Challenging trigonometry problem

**mestmoha** · February 22nd 2011, 09:23 AM

Please, I need help to prove:

$(\sin A + \sin B \sin C)^2 \leq 1 + \sin A + \sin B \sin C$
such that A, B, and C are triangle angles

Thank you

**pickslides** · February 22nd 2011, 12:06 PM

Have you expanded out the LHS? Can you apply any identities here?

**mestmoha** · February 22nd 2011, 12:23 PM

I tried many expansions! I just could not prove it...

**mr fantastic** · February 22nd 2011, 05:20 PM

Originally Posted by mestmoha

I tried many expansions! I just could not prove it...

Please post all your working.

**mestmoha** · February 22nd 2011, 06:01 PM

we should prove:
$\alpha = 1 + \sin A + \sin B \sin C - (\sin A + \sin B \sin C)^2 \geq 0$
we know that:

$\frac{\sin A}{a} = \frac{\sin B}{b}=\frac{\sin C}{c}=\frac{1}{2R}$
such that R is the cimscribed circle radius

by Substituting in alpha, we need to prove now:

$\frac{16 R^4 + 8 aR^3 + 4 bc R^2 - (4 a^2 R^2 + 4 abc R + b^2 c^2) } {16 R^4} \geq 0$

Such that a, b,and c are the edges of a triangle.

As a remark,

$R=\frac{abc}{\sqrt{(a+b+c)(a+b-c)(a+c-b)(b+c-a)}}$

Thank you,

**scounged** · February 23rd 2011, 01:57 PM

Originally Posted by mestmoha

we should prove:
$\alpha = 1 + \sin A + \sin B \sin C - (\sin A + \sin B \sin C)^2 \geq 0$

Where did alpha come from? Did you forget to write it out in your first post?

**mestmoha** · February 23rd 2011, 02:24 PM

Alpha does not change anything, it is just the difference between the LHS and the RHS

**mestmoha** · February 27th 2011, 12:07 PM

Originally Posted by mestmoha

Alpha does not change anything, it is just the difference between the LHS and the RHS

I think I found the solution.
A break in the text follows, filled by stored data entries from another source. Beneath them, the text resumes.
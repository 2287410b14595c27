//! Storage for table values and frozen closure captures.
//!
//! A table value is copied every time it is passed as an argument or
//! frozen into a closure, so both halves of a table (and the capture map of
//! a closure) sit on `im` structures: a copy shares everything with its
//! source until one side is extended.

use std::borrow::Borrow;
use std::fmt;
use std::hash::{Hash, Hasher};
use std::iter::FromIterator;

/// The positional half of a table.
#[derive(Clone)]
pub struct ConchVec<T>(im::Vector<T>)
where
    T: Clone;

impl<T: Clone> ConchVec<T> {
    /// An empty list.
    #[must_use]
    pub fn new() -> Self {
        Self(im::Vector::new())
    }

    /// Number of positional elements.
    #[must_use]
    pub fn len(&self) -> usize {
        self.0.len()
    }

    /// Returns true if the list has no elements.
    #[must_use]
    pub fn is_empty(&self) -> bool {
        self.0.is_empty()
    }

    /// Element at a zero-based position.
    #[must_use]
    pub fn get(&self, index: usize) -> Option<&T> {
        self.0.get(index)
    }

    /// A copy of this list with `value` at the end. `self` is unchanged.
    #[must_use]
    pub fn push_back(&self, value: T) -> Self {
        let mut grown = self.0.clone();
        grown.push_back(value);
        Self(grown)
    }

    /// Elements in position order.
    pub fn iter(&self) -> impl Iterator<Item = &T> {
        self.0.iter()
    }
}

impl<T: Clone> Default for ConchVec<T> {
    fn default() -> Self {
        Self::new()
    }
}

impl<T: Clone + fmt::Debug> fmt::Debug for ConchVec<T> {
    fn fmt(&self, f: &mut fmt::Formatter<'_>) -> fmt::Result {
        f.debug_list().entries(self.iter()).finish()
    }
}

impl<T: Clone + PartialEq> PartialEq for ConchVec<T> {
    fn eq(&self, other: &Self) -> bool {
        self.0 == other.0
    }
}

impl<T: Clone + Eq> Eq for ConchVec<T> {}

// Length first, so `[a b]` inside a table never hashes like `[a] [b]`.
impl<T: Clone + Hash> Hash for ConchVec<T> {
    fn hash<H: Hasher>(&self, state: &mut H) {
        self.len().hash(state);
        self.iter().for_each(|item| item.hash(state));
    }
}

impl<T: Clone> FromIterator<T> for ConchVec<T> {
    fn from_iter<I: IntoIterator<Item = T>>(iter: I) -> Self {
        Self(iter.into_iter().collect())
    }
}

impl<'a, T: Clone> IntoIterator for &'a ConchVec<T> {
    type Item = &'a T;
    type IntoIter = im::vector::Iter<'a, T>;

    fn into_iter(self) -> Self::IntoIter {
        self.0.iter()
    }
}

/// Keyed storage: the dict half of a table, and the names a closure froze.
///
/// Lookups take any borrowed form of the key, so frozen captures keyed by
/// `Arc<str>` can be read with a plain `&str`.
#[derive(Clone)]
pub struct ConchMap<K, V>(im::HashMap<K, V>)
where
    K: Clone + Eq + Hash,
    V: Clone;

impl<K: Clone + Eq + Hash, V: Clone> ConchMap<K, V> {
    /// An empty map.
    #[must_use]
    pub fn new() -> Self {
        Self(im::HashMap::new())
    }

    /// Number of keys.
    #[must_use]
    pub fn len(&self) -> usize {
        self.0.len()
    }

    /// Returns true if no key is set.
    #[must_use]
    pub fn is_empty(&self) -> bool {
        self.0.is_empty()
    }

    /// The value stored under `key`.
    #[must_use]
    pub fn get<Q>(&self, key: &Q) -> Option<&V>
    where
        K: Borrow<Q>,
        Q: Hash + Eq + ?Sized,
    {
        self.0.get(key)
    }

    /// Returns true if `key` is set.
    #[must_use]
    pub fn contains_key<Q>(&self, key: &Q) -> bool
    where
        K: Borrow<Q>,
        Q: Hash + Eq + ?Sized,
    {
        self.0.contains_key(key)
    }

    /// A copy of this map with `key` set to `value`, replacing any earlier
    /// value. `self` is unchanged.
    #[must_use]
    pub fn insert(&self, key: K, value: V) -> Self {
        Self(self.0.update(key, value))
    }

    /// Entries in no particular order.
    pub fn iter(&self) -> impl Iterator<Item = (&K, &V)> {
        self.0.iter()
    }
}

impl<K: Clone + Eq + Hash, V: Clone> Default for ConchMap<K, V> {
    fn default() -> Self {
        Self::new()
    }
}

impl<K: Clone + Eq + Hash + fmt::Debug, V: Clone + fmt::Debug> fmt::Debug for ConchMap<K, V> {
    fn fmt(&self, f: &mut fmt::Formatter<'_>) -> fmt::Result {
        f.debug_map().entries(self.iter()).finish()
    }
}

impl<K: Clone + Eq + Hash, V: Clone + PartialEq> PartialEq for ConchMap<K, V> {
    fn eq(&self, other: &Self) -> bool {
        self.0 == other.0
    }
}

impl<K: Clone + Eq + Hash, V: Clone + Eq> Eq for ConchMap<K, V> {}

// Two tables built from the same pairs in a different order are equal, so
// their hashes must agree too: each entry is hashed alone and the results
// are summed.
impl<K: Clone + Eq + Hash, V: Clone + Hash> Hash for ConchMap<K, V> {
    fn hash<H: Hasher>(&self, state: &mut H) {
        let sum = self.iter().fold(0u64, |sum, (k, v)| {
            let mut entry = std::collections::hash_map::DefaultHasher::new();
            k.hash(&mut entry);
            v.hash(&mut entry);
            sum.wrapping_add(entry.finish())
        });
        self.len().hash(state);
        sum.hash(state);
    }
}

impl<K: Clone + Eq + Hash, V: Clone> FromIterator<(K, V)> for ConchMap<K, V> {
    fn from_iter<I: IntoIterator<Item = (K, V)>>(iter: I) -> Self {
        Self(iter.into_iter().collect())
    }
}
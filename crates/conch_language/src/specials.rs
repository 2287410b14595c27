//! Standard special forms: `var`, `set`, `del` and `fn`.
//!
//! Each compiles its own argument syntax and talks to the scope stack
//! directly, which is why they cannot be ordinary builtin functions.

use std::sync::Arc;

use conch_foundation::{Error, Result, Type};

use crate::ast::{Compound, Form};
use crate::builtins::{SpecialForm, SpecialOp};
use crate::compiler::CompileUnit;
use crate::resolver::FN_PREFIX;

/// The standard special forms.
#[must_use]
pub fn standard() -> Vec<Arc<dyn SpecialForm>> {
    vec![Arc::new(Var), Arc::new(Set), Arc::new(Del), Arc::new(Function)]
}

/// Splits `names... = values...` at the first bare `=`.
fn split_assignment(args: &[Compound]) -> (&[Compound], Option<&[Compound]>) {
    match args.iter().position(|c| c.as_bare_string() == Some("=")) {
        Some(i) => (&args[..i], Some(&args[i + 1..])),
        None => (args, None),
    }
}

fn target_names(
    unit: &CompileUnit<'_>,
    form: &str,
    words: &[Compound],
) -> Result<Vec<String>> {
    words
        .iter()
        .map(|w| {
            w.as_bare_string().map(str::to_string).ok_or_else(|| {
                unit.error_at(
                    w.span,
                    Error::bad_special_form(form, "variable name must be a bare string"),
                )
            })
        })
        .collect()
}

/// `var NAME... [= VALUE...]`: declares variables in the current frame.
///
/// Values compile before the names are bound, so `var x = $x` reads an
/// enclosing `x`.
#[derive(Debug)]
pub struct Var;

impl SpecialForm for Var {
    fn name(&self) -> &str {
        "var"
    }

    fn compile(&self, unit: &mut CompileUnit<'_>, form: &Form) -> Result<SpecialOp> {
        let (names, values) = split_assignment(&form.args.compounds);
        let targets = target_names(unit, self.name(), names)?;
        if targets.is_empty() {
            return Err(unit.error_at(
                form.span,
                Error::bad_special_form(self.name(), "expected at least one name"),
            ));
        }

        let mut operands = Vec::new();
        if let Some(values) = values {
            operands.push(unit.compile_compounds(values)?);
        }

        // A name gets the closure type only when its value is visibly a
        // closure literal; anything else is unknown until runtime.
        let types: Vec<Type> = match values {
            Some(values) if values.len() == targets.len() => values
                .iter()
                .map(|v| {
                    if v.is_closure_literal() {
                        Type::Closure
                    } else {
                        Type::Any
                    }
                })
                .collect(),
            _ => vec![Type::Any; targets.len()],
        };
        for (name, ty) in targets.iter().zip(types) {
            unit.bind(name.clone(), ty);
        }

        Ok(SpecialOp {
            form: self.name().to_string(),
            targets,
            operands,
        })
    }
}

/// `set NAME... = VALUE...`: assigns existing variables.
#[derive(Debug)]
pub struct Set;

impl SpecialForm for Set {
    fn name(&self) -> &str {
        "set"
    }

    fn compile(&self, unit: &mut CompileUnit<'_>, form: &Form) -> Result<SpecialOp> {
        let (names, Some(values)) = split_assignment(&form.args.compounds) else {
            return Err(unit.error_at(
                form.span,
                Error::bad_special_form(self.name(), "expected `=`"),
            ));
        };
        let targets = target_names(unit, self.name(), names)?;
        if targets.is_empty() {
            return Err(unit.error_at(
                form.span,
                Error::bad_special_form(self.name(), "expected at least one name"),
            ));
        }
        for (name, word) in targets.iter().zip(names) {
            if unit.resolve_variable(name).is_none() {
                return Err(
                    unit.error_at(word.span, Error::undefined_variable(name.as_str()))
                );
            }
        }
        let operands = vec![unit.compile_compounds(values)?];

        Ok(SpecialOp {
            form: self.name().to_string(),
            targets,
            operands,
        })
    }
}

/// `del NAME...`: removes variables from the current frame.
#[derive(Debug)]
pub struct Del;

impl SpecialForm for Del {
    fn name(&self) -> &str {
        "del"
    }

    fn compile(&self, unit: &mut CompileUnit<'_>, form: &Form) -> Result<SpecialOp> {
        let words = &form.args.compounds;
        let targets = target_names(unit, self.name(), words)?;
        for (name, word) in targets.iter().zip(words) {
            if unit.unbind(name).is_none() {
                return Err(unit.error_at(
                    word.span,
                    Error::bad_special_form(
                        self.name(),
                        format!("${name} is not a local variable"),
                    ),
                ));
            }
        }

        Ok(SpecialOp {
            form: self.name().to_string(),
            targets,
            operands: Vec::new(),
        })
    }
}

/// `fn NAME {CLOSURE}`: binds a closure to `fn-NAME`.
///
/// The name is bound before the body compiles so the function can call
/// itself.
#[derive(Debug)]
pub struct Function;

impl SpecialForm for Function {
    fn name(&self) -> &str {
        "fn"
    }

    fn compile(&self, unit: &mut CompileUnit<'_>, form: &Form) -> Result<SpecialOp> {
        let [word, body] = form.args.compounds.as_slice() else {
            return Err(unit.error_at(
                form.span,
                Error::bad_special_form(self.name(), "expected a name and a closure"),
            ));
        };
        let Some(name) = word.as_bare_string() else {
            return Err(unit.error_at(
                word.span,
                Error::bad_special_form(self.name(), "function name must be a bare string"),
            ));
        };
        if !body.is_closure_literal() {
            return Err(unit.error_at(
                body.span,
                Error::bad_special_form(self.name(), "function body must be a closure"),
            ));
        }

        let var = format!("{FN_PREFIX}{name}");
        unit.bind(var.clone(), Type::Closure);
        let closure = unit.compile_compound(body)?;

        Ok(SpecialOp {
            form: self.name().to_string(),
            targets: vec![var],
            operands: vec![closure],
        })
    }
}
//! Runtime values exchanged between compiled ops and the evaluator.

use std::fmt;
use std::hash::{Hash, Hasher};
use std::sync::Arc;

use crate::collections::{ConchMap, ConchVec};
use crate::types::Type;

/// A runtime value.
///
/// Values are immutable and cheap to clone; tables share structure through
/// persistent collections and closures are reference counted.
#[derive(Clone)]
pub enum Value {
    /// String value. Every bare word evaluates to one of these.
    String(Arc<str>),
    /// Boolean value.
    Bool(bool),
    /// Exit status of a command.
    Exitus(Exitus),
    /// Composite list + dict.
    Table(Table),
    /// A frozen closure.
    Closure(Arc<dyn Callable>),
}

/// Exit status of a pipeline stage.
#[derive(Clone, Debug, PartialEq, Eq, Hash)]
pub enum Exitus {
    /// Success.
    Ok,
    /// Failure with a message.
    Failure(Arc<str>),
}

/// A table: an ordered list part plus an associative dict part.
#[derive(Clone, Debug, Default, PartialEq, Eq, Hash)]
pub struct Table {
    /// Positional elements.
    pub list: ConchVec<Value>,
    /// Keyed elements.
    pub dict: ConchMap<Value, Value>,
}

impl Table {
    /// Creates an empty table.
    #[must_use]
    pub fn new() -> Self {
        Self::default()
    }
}

/// A callable closure value.
///
/// Implemented by the language layer, which owns the compiled body; the
/// foundation only needs to see the frozen captures.
pub trait Callable: fmt::Debug + Send + Sync {
    /// Declared parameter names.
    fn params(&self) -> &[String];

    /// Captured bindings, frozen when the closure value was created.
    fn captured(&self) -> &ConchMap<Arc<str>, Value>;
}

impl Value {
    /// Creates a string value.
    #[must_use]
    pub fn string(s: impl Into<Arc<str>>) -> Self {
        Self::String(s.into())
    }

    /// Returns the type tag of this value.
    #[must_use]
    pub fn value_type(&self) -> Type {
        match self {
            Self::String(_) => Type::String,
            Self::Bool(_) => Type::Bool,
            Self::Exitus(_) => Type::Exitus,
            Self::Table(_) => Type::Table,
            Self::Closure(_) => Type::Closure,
        }
    }

    /// Attempts to extract a string reference.
    #[must_use]
    pub fn as_str(&self) -> Option<&str> {
        match self {
            Self::String(s) => Some(s),
            _ => None,
        }
    }

    /// Attempts to extract a closure.
    #[must_use]
    pub fn as_closure(&self) -> Option<&Arc<dyn Callable>> {
        match self {
            Self::Closure(c) => Some(c),
            _ => None,
        }
    }
}

// Closures compare by identity.
impl PartialEq for Value {
    fn eq(&self, other: &Self) -> bool {
        match (self, other) {
            (Self::String(a), Self::String(b)) => a == b,
            (Self::Bool(a), Self::Bool(b)) => a == b,
            (Self::Exitus(a), Self::Exitus(b)) => a == b,
            (Self::Table(a), Self::Table(b)) => a == b,
            (Self::Closure(a), Self::Closure(b)) => Arc::ptr_eq(a, b),
            _ => false,
        }
    }
}

impl Eq for Value {}

impl Hash for Value {
    fn hash<H: Hasher>(&self, state: &mut H) {
        std::mem::discriminant(self).hash(state);
        match self {
            Self::String(s) => s.hash(state),
            Self::Bool(b) => b.hash(state),
            Self::Exitus(e) => e.hash(state),
            Self::Table(t) => t.hash(state),
            Self::Closure(c) => Arc::as_ptr(c).cast::<()>().hash(state),
        }
    }
}

impl fmt::Debug for Value {
    fn fmt(&self, f: &mut fmt::Formatter<'_>) -> fmt::Result {
        match self {
            Self::String(s) => write!(f, "{s:?}"),
            Self::Bool(b) => write!(f, "{b}"),
            Self::Exitus(e) => write!(f, "{e:?}"),
            Self::Table(t) => write!(f, "{t:?}"),
            Self::Closure(c) => write!(f, "{c:?}"),
        }
    }
}

impl fmt::Display for Value {
    fn fmt(&self, f: &mut fmt::Formatter<'_>) -> fmt::Result {
        match self {
            Self::String(s) => write!(f, "{s}"),
            Self::Bool(b) => write!(f, "{b}"),
            Self::Exitus(Exitus::Ok) => write!(f, "ok"),
            Self::Exitus(Exitus::Failure(msg)) => write!(f, "failure: {msg}"),
            Self::Table(t) => {
                write!(f, "[")?;
                let mut first = true;
                for item in t.list.iter() {
                    if !first {
                        write!(f, " ")?;
                    }
                    first = false;
                    write!(f, "{item}")?;
                }
                for (k, v) in t.dict.iter() {
                    if !first {
                        write!(f, " ")?;
                    }
                    first = false;
                    write!(f, "&{k} {v}")?;
                }
                write!(f, "]")
            }
            Self::Closure(_) => write!(f, "<closure>"),
        }
    }
}

impl From<&str> for Value {
    fn from(s: &str) -> Self {
        Self::String(s.into())
    }
}

impl From<String> for Value {
    fn from(s: String) -> Self {
        Self::String(s.into())
    }
}

impl From<bool> for Value {
    fn from(b: bool) -> Self {
        Self::Bool(b)
    }
}

impl From<Table> for Value {
    fn from(t: Table) -> Self {
        Self::Table(t)
    }
}
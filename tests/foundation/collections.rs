//! Integration tests for persistent collections
//!
//! Tests ConchVec and ConchMap with structural sharing and immutability.

use conch_foundation::{ConchMap, ConchVec, Value};

// =============================================================================
// ConchVec
// =============================================================================

#[test]
fn vector_empty() {
    let v: ConchVec<Value> = ConchVec::new();
    assert!(v.is_empty());
    assert_eq!(v.len(), 0);
}

#[test]
fn vector_push_back_leaves_original() {
    let empty = ConchVec::new();
    let one = empty.push_back(Value::string("a"));
    let two = one.push_back(Value::string("b"));

    assert!(empty.is_empty());
    assert_eq!(one.len(), 1);
    assert_eq!(two.get(1), Some(&Value::string("b")));
    assert_eq!(two.get(2), None);
}

#[test]
fn vector_from_iter_preserves_order() {
    let v: ConchVec<&str> = ["x", "y", "z"].into_iter().collect();
    let items: Vec<&str> = v.iter().copied().collect();
    assert_eq!(items, ["x", "y", "z"]);
}

// =============================================================================
// ConchMap
// =============================================================================

#[test]
fn map_insert_leaves_original() {
    let empty: ConchMap<&str, i32> = ConchMap::new();
    let one = empty.insert("a", 1);
    let replaced = one.insert("a", 2);

    assert!(empty.is_empty());
    assert_eq!(one.get(&"a"), Some(&1));
    assert_eq!(replaced.get(&"a"), Some(&2));
    assert_eq!(replaced.len(), 1);
}

#[test]
fn map_equality_ignores_insertion_order() {
    let a: ConchMap<&str, i32> = [("x", 1), ("y", 2)].into_iter().collect();
    let b: ConchMap<&str, i32> = [("y", 2), ("x", 1)].into_iter().collect();
    assert_eq!(a, b);
    assert!(a.contains_key(&"y"));
    assert!(!a.contains_key(&"z"));
}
Please, check it for me:
$\frac{\sin A}{a}=\frac{\sin B}{b}=\frac{\sin C}{c}$
$\frac{{\sin}^2 A}{{a}^2}=\frac{\sin B \sin C}{bc}$
$\sin A + \sin B \sin C= \Sin A (1 + \frac{bc}{{a}^2} \sin A)$

For any A, and a $\sin A + \sin B \sin C$ is maximum if and only if b=c (you can use the area= 1/2 bc sin A to approach it).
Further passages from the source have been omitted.